George Orwell – my dad gave me ‘Animal Farm’ when I was quite young and it took me a while to get it, but when I understood what it was about I really fell in love with his writing.

Name three things that are always in your fridge?
Hellman’s Mayonnaise (for a sandwich, a dollop mixed with cayenne pepper to go with a chicken breast for dinner, or with anything really); eggs (you always have a healthy meal when you have eggs); Crazy Bastard Hot Sauce (made in Berlin by a Mayo man – a few dots of it on a fried egg gets the blood pumping in the morning!)

What makes you nervous?
The kids make me nervous when they get hungry and dinner isn’t anywhere near ready – they turn feral!

What’s your favourite TV show?

Who’s the most famous person you’ve met?
Edna O’Brien – She’s just wonderful.

What was your best holiday?
Normandy with Seán... or anywhere in France with Seán.
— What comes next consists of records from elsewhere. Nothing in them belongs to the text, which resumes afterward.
use anyhow::Result;
use std::io;
use std::io::IsTerminal;
use std::path::PathBuf;
use tracing_appender::rolling::{RollingFileAppender, Rotation};
use tracing_subscriber::fmt::{self, time::ChronoUtc};
use tracing_subscriber::{layer::SubscriberExt, util::SubscriberInitExt, EnvFilter, Registry};

/// Filter for the given verbosity: quiet = errors only, 0 = info, 1 = debug, 2+ = trace.
/// `RUST_LOG` wins over the flag count unless `--quiet` is set.
fn build_filter(verbose_level: u8, quiet: bool) -> EnvFilter {
    if quiet {
        return EnvFilter::new("error");
    }

    let default = match verbose_level {
        0 => "info",
        // reqwest pulls in hyper, which is chatty at debug
        1 => "debug,hyper=warn,reqwest=info",
        _ => "trace",
    };
    EnvFilter::try_from_default_env().unwrap_or_else(|_| EnvFilter::new(default))
}

pub fn init_logging_with_file(verbose_level: u8, quiet: bool, log_file: Option<PathBuf>) -> Result<()> {
    let filter = build_filter(verbose_level, quiet);

    let json = std::env::var("RUST_LOG_JSON")
        .map(|v| v == "true")
        .unwrap_or_else(|_| !io::stdout().is_terminal());

    let registry = Registry::default().with(filter);

    let Some(log_path) = log_file else {
        if json {
            let json_layer = fmt::layer()
                .json()
                .with_timer(ChronoUtc::rfc_3339())
                .with_writer(io::stderr);
            registry.with(json_layer).init();
        } else {
            let fmt_layer = fmt::layer()
                .with_timer(ChronoUtc::rfc_3339())
                .with_writer(io::stderr);
            registry.with(fmt_layer).init();
        }
        return Ok(());
    };

    let log_dir = log_path
        .parent()
        .ok_or_else(|| anyhow::anyhow!("Log file path has no parent directory"))?;
    std::fs::create_dir_all(log_dir)?;

    let log_filename = log_path
        .file_name()
        .and_then(|n| n.to_str())
        .ok_or_else(|| anyhow::anyhow!("Invalid log filename"))?;

    // orrin.log rotates into orrin.2026-01-17 and so on
    let log_prefix = log_filename.rsplit_once('.').map(|(stem, _)| stem).unwrap_or(log_filename);
    let file_appender = RollingFileAppender::new(Rotation::DAILY, log_dir, log_prefix);

    if json {
        let json_layer = fmt::layer()
            .json()
            .with_timer(ChronoUtc::rfc_3339())
            .with_writer(file_appender);
        registry.with(json_layer).init();
    } else {
        let fmt_layer = fmt::layer()
            .with_timer(ChronoUtc::rfc_3339())
            .with_ansi(false)
            .with_writer(file_appender);
        registry.with(fmt_layer).init();
    }

    Ok(())
}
He’s the best travelling partner.

What do you miss most about being a kid?
Spending time with my Mamó. She had the biggest heart and was very witty.

What’s your most-prized possession?
I know this sounds soppy but it’s a bundle of letters Seán wrote to me when I was living in Finland doing my thesis. I’d save them from a burning house … after himself and the kids of course!

Best advice you ever got?
Save a percentage of your weekly wage – I wish to God I took that advice!

Describe yourself in three words?
Witty, dumb, sarcastic (in that order!).

How do you unwind?
Saturday night by the fire, listening to a good podcast or watching a film with the lads.